▶ _Activity_
Look over the listing below and say how many of its lines include the string "SphereTessellation"; give no more than that number.

▶ _Records for processing_
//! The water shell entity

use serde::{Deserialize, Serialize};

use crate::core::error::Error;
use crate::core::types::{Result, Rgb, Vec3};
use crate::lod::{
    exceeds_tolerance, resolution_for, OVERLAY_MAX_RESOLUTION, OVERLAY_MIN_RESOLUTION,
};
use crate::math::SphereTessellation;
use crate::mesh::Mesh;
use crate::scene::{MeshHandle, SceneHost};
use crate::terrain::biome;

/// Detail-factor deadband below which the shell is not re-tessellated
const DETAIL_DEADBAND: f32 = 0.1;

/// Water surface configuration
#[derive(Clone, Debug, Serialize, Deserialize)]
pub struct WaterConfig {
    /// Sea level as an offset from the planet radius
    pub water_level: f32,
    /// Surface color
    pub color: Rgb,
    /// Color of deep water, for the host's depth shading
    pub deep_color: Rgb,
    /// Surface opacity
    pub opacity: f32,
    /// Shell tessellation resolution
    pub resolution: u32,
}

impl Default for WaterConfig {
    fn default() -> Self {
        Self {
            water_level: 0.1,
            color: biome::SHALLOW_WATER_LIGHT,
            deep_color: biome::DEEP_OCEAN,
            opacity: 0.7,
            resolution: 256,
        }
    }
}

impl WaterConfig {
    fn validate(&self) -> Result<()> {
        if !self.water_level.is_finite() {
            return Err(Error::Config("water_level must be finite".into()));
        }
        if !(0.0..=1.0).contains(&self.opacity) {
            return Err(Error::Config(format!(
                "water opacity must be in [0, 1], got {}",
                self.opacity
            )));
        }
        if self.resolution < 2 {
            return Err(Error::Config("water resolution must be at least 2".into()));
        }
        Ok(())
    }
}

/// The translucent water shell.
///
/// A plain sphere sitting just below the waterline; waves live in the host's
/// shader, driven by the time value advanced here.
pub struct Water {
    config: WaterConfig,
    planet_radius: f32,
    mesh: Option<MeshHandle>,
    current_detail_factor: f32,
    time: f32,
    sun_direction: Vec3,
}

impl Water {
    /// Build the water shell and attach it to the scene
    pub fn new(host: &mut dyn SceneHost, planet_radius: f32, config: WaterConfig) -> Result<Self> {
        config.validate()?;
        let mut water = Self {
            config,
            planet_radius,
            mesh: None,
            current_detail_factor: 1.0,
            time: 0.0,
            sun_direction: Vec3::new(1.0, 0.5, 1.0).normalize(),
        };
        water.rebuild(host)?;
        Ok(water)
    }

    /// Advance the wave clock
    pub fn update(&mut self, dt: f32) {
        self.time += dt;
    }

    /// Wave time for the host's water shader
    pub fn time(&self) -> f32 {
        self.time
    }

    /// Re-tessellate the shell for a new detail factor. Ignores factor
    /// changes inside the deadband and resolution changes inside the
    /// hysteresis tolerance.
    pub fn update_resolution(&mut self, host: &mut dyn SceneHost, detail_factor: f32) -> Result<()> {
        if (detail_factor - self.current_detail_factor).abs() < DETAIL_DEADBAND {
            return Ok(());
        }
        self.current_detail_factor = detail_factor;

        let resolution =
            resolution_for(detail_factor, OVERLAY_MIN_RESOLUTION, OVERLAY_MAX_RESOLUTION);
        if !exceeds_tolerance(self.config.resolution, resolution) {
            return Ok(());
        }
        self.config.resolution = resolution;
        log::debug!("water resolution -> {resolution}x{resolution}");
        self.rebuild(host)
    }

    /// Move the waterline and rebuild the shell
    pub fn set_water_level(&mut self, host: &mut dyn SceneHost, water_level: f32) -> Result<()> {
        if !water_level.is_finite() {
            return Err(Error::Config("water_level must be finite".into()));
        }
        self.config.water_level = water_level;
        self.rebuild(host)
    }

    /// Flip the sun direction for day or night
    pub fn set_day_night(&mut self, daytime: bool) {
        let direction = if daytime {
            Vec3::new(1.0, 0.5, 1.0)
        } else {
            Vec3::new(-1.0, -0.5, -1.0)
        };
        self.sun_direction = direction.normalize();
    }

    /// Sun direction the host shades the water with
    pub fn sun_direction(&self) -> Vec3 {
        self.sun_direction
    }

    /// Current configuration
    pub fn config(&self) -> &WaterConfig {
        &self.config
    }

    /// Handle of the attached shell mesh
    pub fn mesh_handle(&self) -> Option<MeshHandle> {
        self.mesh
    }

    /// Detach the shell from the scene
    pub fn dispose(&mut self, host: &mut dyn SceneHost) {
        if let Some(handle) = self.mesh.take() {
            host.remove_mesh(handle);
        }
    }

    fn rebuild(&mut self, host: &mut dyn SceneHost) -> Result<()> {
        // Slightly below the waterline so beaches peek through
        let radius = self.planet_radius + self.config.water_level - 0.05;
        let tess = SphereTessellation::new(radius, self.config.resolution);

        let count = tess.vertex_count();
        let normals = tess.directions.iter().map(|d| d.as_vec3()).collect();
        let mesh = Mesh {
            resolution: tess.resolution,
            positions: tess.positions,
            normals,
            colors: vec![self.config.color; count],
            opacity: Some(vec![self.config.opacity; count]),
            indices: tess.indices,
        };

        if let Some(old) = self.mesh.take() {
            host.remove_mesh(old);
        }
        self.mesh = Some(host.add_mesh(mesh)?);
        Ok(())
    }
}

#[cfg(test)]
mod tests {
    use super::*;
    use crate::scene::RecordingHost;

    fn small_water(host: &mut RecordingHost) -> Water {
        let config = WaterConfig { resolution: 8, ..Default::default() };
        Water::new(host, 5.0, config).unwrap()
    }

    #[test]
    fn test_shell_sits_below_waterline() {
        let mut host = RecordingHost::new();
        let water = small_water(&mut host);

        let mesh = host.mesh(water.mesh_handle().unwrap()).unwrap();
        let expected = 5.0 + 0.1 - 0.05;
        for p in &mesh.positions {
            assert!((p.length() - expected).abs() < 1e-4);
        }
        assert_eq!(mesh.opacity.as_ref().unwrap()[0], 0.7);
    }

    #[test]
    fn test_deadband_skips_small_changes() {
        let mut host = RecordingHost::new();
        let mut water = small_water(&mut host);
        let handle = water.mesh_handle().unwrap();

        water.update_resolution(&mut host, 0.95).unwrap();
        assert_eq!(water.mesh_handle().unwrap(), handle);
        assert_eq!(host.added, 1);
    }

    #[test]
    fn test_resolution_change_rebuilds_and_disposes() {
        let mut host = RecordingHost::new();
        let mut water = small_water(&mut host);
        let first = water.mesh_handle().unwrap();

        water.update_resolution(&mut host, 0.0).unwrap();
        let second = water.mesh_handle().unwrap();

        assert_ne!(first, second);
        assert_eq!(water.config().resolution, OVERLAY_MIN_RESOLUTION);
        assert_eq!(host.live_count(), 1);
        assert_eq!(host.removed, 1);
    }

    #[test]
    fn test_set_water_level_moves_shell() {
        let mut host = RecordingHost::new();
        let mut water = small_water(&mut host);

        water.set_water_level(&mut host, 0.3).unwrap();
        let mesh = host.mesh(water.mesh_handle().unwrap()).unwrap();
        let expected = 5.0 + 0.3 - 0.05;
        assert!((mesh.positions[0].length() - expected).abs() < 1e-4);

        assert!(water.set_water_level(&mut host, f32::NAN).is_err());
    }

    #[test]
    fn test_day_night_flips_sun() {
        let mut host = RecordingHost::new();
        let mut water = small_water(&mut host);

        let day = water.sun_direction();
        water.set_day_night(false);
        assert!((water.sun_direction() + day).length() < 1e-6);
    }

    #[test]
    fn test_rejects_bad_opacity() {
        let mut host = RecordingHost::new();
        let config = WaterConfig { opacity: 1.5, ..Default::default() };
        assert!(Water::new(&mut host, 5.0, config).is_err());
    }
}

▶ _Result for this exercise_
2